CEGA tarafından yürütülen bir çalışma, ülkenin güneyinde sürdürülebilir bir jeotermal kojenerasyon tesisi geliştirmek için gerekli koşulları araştırıyor. Bu araştırmayla ilgili olarak Morata, ülkenin toprakları boyunca dağılmış elektrik üretimi için büyük jeotermal potansiyele sahip olduğunu söylüyor:

“Birkaç yıl önce CEGA tarafından yürütülen ve şu anda yeni hesaplama metodolojileriyle onu iyileştirme sürecinde olduğumuz bir çalışma, Şili’de elektrik üretmek için jeotermal potansiyelin 40.000 MWe olacağını gösteriyor. Tüm bu potansiyelin Şili’de kurulabileceğini düşünmenin gerçekçi olmadığı açıktır.
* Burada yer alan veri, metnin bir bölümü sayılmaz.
//! Open file handles over a store that only moves whole objects.
//!
//! A handle downloads the object into a scratch buffer when it is opened
//! (unless it starts empty), serves `Read`/`Write`/`Seek` from that buffer,
//! and uploads the buffer once when it is closed.

use std::io::{self, Cursor, Read, Seek, SeekFrom, Write};
use std::sync::Arc;
use tracing::{debug, error, warn};
use crate::error::{FsError, Result};
use crate::path::Location;
use crate::storage::{RawEntry, RemoteStore};

#[derive(Debug, Clone, Copy, PartialEq, Eq)]
pub enum WriteMode {
    /// Start empty; the object is created or replaced on close.
    Create,
    /// Same buffer behaviour as `Create`, for callers that mean to overwrite.
    Truncate,
    /// Start from the current object, or empty if there is none.
    Append,
    /// Like `Create`, but fail if the object already exists.
    Exclusive,
}

#[derive(Debug, Clone, Copy, PartialEq, Eq)]
pub enum OpenMode {
    Read,
    /// Download the object, allow changes, upload on close.
    ReadWrite,
    Write(WriteMode),
}

impl OpenMode {
    pub fn is_writing(&self) -> bool {
        !matches!(self, OpenMode::Read)
    }

    pub fn is_appending(&self) -> bool {
        matches!(self, OpenMode::Write(WriteMode::Append))
    }
}

#[derive(Debug, Clone, Copy, PartialEq, Eq)]
pub enum HandleState {
    Created,
    Populated,
    Closed,
}

pub struct RemoteFile {
    store: Arc<dyn RemoteStore>,
    library_id: String,
    path: String,
    virtual_path: String,
    mode: OpenMode,
    state: HandleState,
    buffer: Option<Cursor<Vec<u8>>>,
}

impl std::fmt::Debug for RemoteFile {
    fn fmt(&self, f: &mut std::fmt::Formatter<'_>) -> std::fmt::Result {
        f.debug_struct("RemoteFile")
            .field("library_id", &self.library_id)
            .field("path", &self.path)
            .field("mode", &self.mode)
            .field("state", &self.state)
            .field("len", &self.len())
            .finish()
    }
}

impl RemoteFile {
    /// Opens `location` with at most one store call.
    pub async fn open(
        store: Arc<dyn RemoteStore>,
        location: &Location,
        virtual_path: &str,
        mode: OpenMode,
    ) -> Result<Self> {
        let (library, path) = match location {
            Location::InLibrary { library, path } => (library, path),
            Location::Root | Location::LibraryRoot(_) => {
                return Err(FsError::FileExpected(virtual_path.to_string()));
            }
        };

        let mut file = Self {
            store,
            library_id: library.id.clone(),
            path: path.clone(),
            virtual_path: virtual_path.to_string(),
            mode,
            state: HandleState::Created,
            buffer: None,
        };

        match mode {
            OpenMode::Write(WriteMode::Create) | OpenMode::Write(WriteMode::Truncate) => {
                match file.lookup().await? {
                    Some(entry) if !entry.is_file() => {
                        return Err(FsError::FileExpected(file.virtual_path.clone()));
                    }
                    _ => file.populate(Vec::new()),
                }
            }
            OpenMode::Write(WriteMode::Exclusive) => {
                match file.lookup().await? {
                    Some(entry) if entry.is_file() => {
                        return Err(FsError::AlreadyExists(file.virtual_path.clone()));
                    }
                    Some(_) => return Err(FsError::FileExpected(file.virtual_path.clone())),
                    None => file.populate(Vec::new()),
                }
            }
            OpenMode::Write(WriteMode::Append) => {
                match file.store.download_object(&file.library_id, &file.path).await {
                    Ok(data) => file.populate(data),
                    Err(FsError::NotFound(_)) => {
                        debug!("open: {} does not exist yet, appending to empty buffer", file.virtual_path);
                        file.populate(Vec::new());
                    }
                    Err(e) => return Err(e),
                }
                file.seek(SeekFrom::End(0))?;
            }
            OpenMode::Read | OpenMode::ReadWrite => {
                let data = file.store.download_object(&file.library_id, &file.path).await?;
                file.populate(data);
            }
        }

        debug!("open: {} mode={:?} len={}", file.virtual_path, file.mode, file.len());
        Ok(file)
    }

    /// Finds the target in its parent's listing. A missing parent, or a
    /// parent that is a file, fails here instead of at upload time.
    async fn lookup(&self) -> Result<Option<RawEntry>> {
        let (parent, name) = self.path.rsplit_once('/').unwrap_or(("", self.path.as_str()));
        let entries = self.store.list_directory(&self.library_id, parent).await?;
        Ok(entries.into_iter().find(|entry| entry.name == name))
    }

    fn populate(&mut self, data: Vec<u8>) {
        self.buffer = Some(Cursor::new(data));
        self.state = HandleState::Populated;
    }

    pub fn mode(&self) -> OpenMode {
        self.mode
    }

    pub fn state(&self) -> HandleState {
        self.state
    }

    pub fn library_id(&self) -> &str {
        &self.library_id
    }

    /// Path inside the library.
    pub fn path(&self) -> &str {
        &self.path
    }

    pub fn virtual_path(&self) -> &str {
        &self.virtual_path
    }

    /// Bytes currently held by the handle. Nobody else sees them before
    /// [`close`](Self::close).
    pub fn len(&self) -> u64 {
        self.buffer
            .as_ref()
            .map(|cursor| cursor.get_ref().len() as u64)
            .unwrap_or(0)
    }

    pub fn is_empty(&self) -> bool {
        self.len() == 0
    }

    pub fn position(&self) -> u64 {
        self.buffer.as_ref().map(|cursor| cursor.position()).unwrap_or(0)
    }

    /// Uploads the buffer if the handle was opened for writing, then frees
    /// it. The buffer is released even when the upload fails. Closing a
    /// closed handle does nothing.
    pub async fn close(&mut self) -> Result<()> {
        if self.state == HandleState::Closed {
            return Ok(());
        }
        let buffer = self.buffer.take();
        self.state = HandleState::Closed;

        let Some(cursor) = buffer else {
            return Ok(());
        };
        if !self.mode.is_writing() {
            debug!("close: {} opened for reading, nothing to upload", self.virtual_path);
            return Ok(());
        }

        let data = cursor.into_inner();
        debug!("close: uploading {} bytes to {}", data.len(), self.virtual_path);
        let result = self.store.upload_object(&self.library_id, &self.path, &data).await;
        drop(data);

        if let Err(e) = &result {
            error!("close: upload of {} failed: {}", self.virtual_path, e);
        }
        result
    }

    fn buffer_mut(&mut self) -> io::Result<&mut Cursor<Vec<u8>>> {
        match (self.state, self.buffer.as_mut()) {
            (HandleState::Populated, Some(cursor)) => Ok(cursor),
            _ => Err(io::Error::new(
                io::ErrorKind::Other,
                format!("{} is not open", self.virtual_path),
            )),
        }
    }
}

impl Read for RemoteFile {
    fn read(&mut self, buf: &mut [u8]) -> io::Result<usize> {
        self.buffer_mut()?.read(buf)
    }
}

impl Write for RemoteFile {
    fn write(&mut self, buf: &[u8]) -> io::Result<usize> {
        if !self.mode.is_writing() {
            return Err(io::Error::new(
                io::ErrorKind::PermissionDenied,
                format!("{} is not open for writing", self.virtual_path),
            ));
        }
        let append = self.mode.is_appending();
        let cursor = self.buffer_mut()?;
        if append {
            cursor.seek(SeekFrom::End(0))?;
        }
        cursor.write(buf)
    }

    fn flush(&mut self) -> io::Result<()> {
        self.buffer_mut().map(|_| ())
    }
}

impl Seek for RemoteFile {
    fn seek(&mut self, pos: SeekFrom) -> io::Result<u64> {
        self.buffer_mut()?.seek(pos)
    }
}

impl Drop for RemoteFile {
    fn drop(&mut self) {
        if self.state == HandleState::Populated && self.mode.is_writing() {
            warn!(
                "{} dropped without close, {} buffered bytes discarded",
                self.virtual_path,
                self.len()
            );
        }
    }
}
Ancak öte yandan, bu muazzam potansiyele rağmen bugün kuzeyde 48 MWe kurulu kapasiteye sahip tek bir jeotermal elektrik üretim tesisi, Cerro Pabellón olduğunu ve bu dönemde genişleme aşamasında olduğunu görmek üzücü.”

Morata, ülkenin uygun ekonomik koşullara sahip olması halinde, 20-30 yıllık makul bir süre içinde jeotermal enerji ile kolayca yaklaşık 2.000 MWe elektrik üretimine sahip olabileceğini savunuyor ki bu da belirttiği gibi, sistemde istikrar ve bugün kömürden üretilen binlerce MWe’nin güvenli bir şekilde değiştirilmesine izin verecek.

Güneyde bu üretim kaynağı, sadece ekonomik karlılık değil, başka bir perspektiften incelenmesi gereken bir gerçektir.

“Çalışmalarımız, teknik açıdan, güneyde küçük jeotermal üretim (ve ortak üretim) tesislerinin uygulanmasının mümkün olduğunu gösteriyor. Çok az yer kaplayan santrallerden bahsediyoruz, bu nedenle çevresel etki minimum ve bu hem elektrik hem de ısı üretimine izin verir, örneğin bölgesel ısıtma için kullanılabilir. Ülkemizin güneyinde güneş radyasyonu yoğun değil ve görüyoruz ki yağışların azalmasıyla nehirlerimiz önceki yıllarda görülen akışları artık taşımıyor” diyen Morata şözlerine şöyle devam ediyor:

“Ayrıca, bir toplum olarak, Şili’nin güneyinin çevre üzerinde güçlü bir etkisi olan mega projeleri istemediğini gösterdik. O halde şüphesiz jeotermal enerji, potansiyel olarak ayaklarımızın altında olduğu için ülkemizin bu bölgesinin enerji matrisinin gündemini almalıdır. Bu enerji kaynağının izin verdiği şeyin sorumluluğunu üstlenmek yalnızca siyasi iradeyi gerektirir: önemli ölçüde enerji bağımsızlığı, elektrik matrisimize güvenlik ve istikrar sağlama. Ve tabii ki, ısı üretimi (jeotermal enerjinin doğrudan kullanımı) hakkında konuşursak, bu bizim şehirlerimizi dekontamine etmemize ve ev ısıtmayla ilişkili elektrik tüketimini önemli ölçüde azaltmamıza olanak sağlar.”